Our Company Changing the world through digital experiences is what Adobe’s all about. We give everyone—from emerging artists to global brands—everything they need to design and deliver exceptional digital experiences! We’re passionate about empowering people to create beautiful and powerful images, videos, and apps, and transform how companies interact with customers across every screen. We’re on a mission to hire the very best and are committed to creating exceptional employee experiences where everyone is respected and has access to equal opportunity. We realize that new ideas can come from everywhere in the organization, and we know the next big idea could be yours!
The Opportunity
Adobe's Reliability Engineering team is looking for an experienced Database Reliability Engineer, passioned about SRE principles to join our Database Services team.
As part of Reliability Engineering organization, Database Services team complements the SRE team by providing database operational support and architectural guidance to cloud native teams that are building customer-facing services. Our focus revolves around designing, testing, building and operating datastores with scale and reliability requirements.

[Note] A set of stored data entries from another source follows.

//! ==============================================================================
//! config.rs - Runtime Configuration Loader
//! ==============================================================================
//!
//! purpose:
//!     defines the schema for `host.toml`.
//!     loads configuration from file or falls back to defaults.
//!
//! structure:
//!     - SerialConfig: port, baud rate, post-frame pause, parser buffer cap.
//!     - PersistenceConfig: how often the cached reading is recorded.
//!     - ArbiterConfig: how long anyone waits for the store.
//!     - StoreConfig: where the history database lives.
//!     - ServerConfig: http bind address.
//!     - LoggingConfig: log level and whether every reading is logged.
//!
//! every section is optional; missing keys take the defaults below.
//!
//! ==============================================================================

use crate::parser::DEFAULT_MAX_BUFFER_BYTES;
use anyhow::Context;
use serde::Deserialize;
use std::path::{Path, PathBuf};
use std::time::Duration;

/// Root configuration structure
#[derive(Debug, Deserialize, Clone, Default)]
#[serde(default)]
pub struct HostConfig {
    pub serial: SerialConfig,
    pub persistence: PersistenceConfig,
    pub arbiter: ArbiterConfig,
    pub store: StoreConfig,
    pub server: ServerConfig,
    pub logging: LoggingConfig,
}

#[derive(Debug, Deserialize, Clone)]
#[serde(default)]
pub struct SerialConfig {
    pub port: String,
    pub baud_rate: u32,
    /// pause after each good frame (ms)
    pub settle_ms: u64,
    /// raw bytes buffered without a terminator before the buffer is dropped
    pub max_buffer_bytes: usize,
}

#[derive(Debug, Deserialize, Clone)]
#[serde(default)]
pub struct PersistenceConfig {
    pub interval_seconds: u64,
}

#[derive(Debug, Deserialize, Clone)]
#[serde(default)]
pub struct ArbiterConfig {
    pub budget_seconds: u64,
}

#[derive(Debug, Deserialize, Clone)]
#[serde(default)]
pub struct StoreConfig {
    pub path: PathBuf,
}

#[derive(Debug, Deserialize, Clone)]
#[serde(default)]
pub struct ServerConfig {
    pub bind: String,
}

#[derive(Debug, Deserialize, Clone)]
#[serde(default)]
pub struct LoggingConfig {
    pub level: String,
    pub show_sensor_data: bool,
}

impl Default for SerialConfig {
    fn default() -> Self {
        Self {
            port: "/dev/ttyUSB0".to_string(),
            baud_rate: 9600,
            settle_ms: 1000,
            max_buffer_bytes: DEFAULT_MAX_BUFFER_BYTES,
        }
    }
}

impl Default for PersistenceConfig {
    fn default() -> Self {
        Self { interval_seconds: 30 }
    }
}

impl Default for ArbiterConfig {
    fn default() -> Self {
        Self { budget_seconds: 60 }
    }
}

impl Default for StoreConfig {
    fn default() -> Self {
        Self { path: PathBuf::from("history.db") }
    }
}

impl Default for ServerConfig {
    fn default() -> Self {
        Self { bind: "0.0.0.0:3000".to_string() }
    }
}

impl Default for LoggingConfig {
    fn default() -> Self {
        Self { level: "info".to_string(), show_sensor_data: true }
    }
}

impl HostConfig {
    /// Load configuration from file
    pub fn load<P: AsRef<Path>>(path: P) -> anyhow::Result<Self> {
        let content = std::fs::read_to_string(path.as_ref())
            .with_context(|| format!("Failed to read config file {}", path.as_ref().display()))?;
        Self::parse(&content)
    }

    /// Parse configuration from toml text
    pub fn parse(content: &str) -> anyhow::Result<Self> {
        toml::from_str(content).context("Failed to parse config")
    }

    /// Load with default fallback
    pub fn load_or_default() -> Self {
        let paths = [
            PathBuf::from("config").join("host.toml"),
            PathBuf::from("..").join("config").join("host.toml"),
        ];

        for path in &paths {
            if path.exists() {
                match Self::load(path) {
                    Ok(config) => {
                        println!("[CONFIG] Loaded from {}", path.display());
                        return config;
                    }
                    Err(e) => {
                        println!("[CONFIG] Warning: Failed to load {}: {:#}", path.display(), e);
                    }
                }
            }
        }

        println!("[CONFIG] Warning: No config file found - using defaults");
        Self::default()
    }

    pub fn persistence_interval(&self) -> Duration {
        Duration::from_secs(self.persistence.interval_seconds.max(1))
    }

    pub fn store_budget(&self) -> Duration {
        Duration::from_secs(self.arbiter.budget_seconds)
    }

    /// Print configuration summary
    pub fn print_summary(&self) {
        println!("┌─────────────────────────────────────────┐");
        println!("│           HOST CONFIGURATION            │");
        println!("├─────────────────────────────────────────┤");
        println!("│ Serial Port: {} @ {} baud", self.serial.port, self.serial.baud_rate);
        println!("│ Persist Interval: {}s", self.persistence.interval_seconds);
        println!("│ Store Budget: {}s", self.arbiter.budget_seconds);
        println!("│ Store Path: {}", self.store.path.display());
        println!("│ Listen: {}", self.server.bind);
        println!("│ Log Level: {}", self.logging.level);
        println!("└─────────────────────────────────────────┘");
    }
}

We're operating over 25 Adobe products across different regions in the public clouds, using a mix of open-source database technologies: Cassandra, MongoDB, MySQL, Postgres.
What you'll Do
Work on reliability and performance aspects for core database infrastructure pieces that allow Adobe products to scale
Ensure the highest level of uptime and Quality of Service (QoS) to Adobe’s mission-critical database environments through operational excellence
Implement solutions for automating deployment, provisioning and managing large-scale database environments
Use domain expertise to consult application development teams, providing guidance and database architecture solutions
Improve observability by implementing smart monitoring, tracing and logging.
Participate in a cross-regional on-call rotation using a follow-the-sun model
Act as main point of contact for production incidents, perform root cause analysis, identify and resolve underlying problem patterns, while working towards develop automated and self-healing solutions
Work in a dynamic, fast-paced environment with distributed teams and inter-dependent services
What you need to succeed
Bachelor's degree in Computer Science or related technical field
At least 3 years relevant production experience in supporting at scale, highly available, mission-critical environments running at least one of the following open-source database management systems:
Experience working with hyperscale cloud providers (AWS and/or Azure, GCP) and running at scale database environments in virtual computing environments (Amazon EC2, Azure VM, etc)
Experience with infrastructure automation and configuration management tools such as Chef, Ansible, Puppet, Terraform
Deep understanding of cluster management areas, such as scaling, consistency tuning, replication, and multi-datacenter configuration
Experience in securing, monitoring, capacity planning, full-proof DR, backup & recovery for distributed database systems
Strong understanding of high availability strategies, horizontal partitioning, clustering
Experience in performance monitoring and storage performance optimization, tuning database server configurations, queries, and indexes
Strong data modeling and data structure design skills
Good understanding of Linux OS concepts and of Linux and Unix Shell
Experience with monitoring software such as Prometheus, Grafana, New Relic
Proficiency in any of the scripting language (e.g. Python /PHP/Perl/ Ruby)
Intellectual curiosity to pursue the unknown and to continuously learn.
Good social skills and desire to work in a dynamic and fast-paced environment
Able to work independently with minimum need or supervision.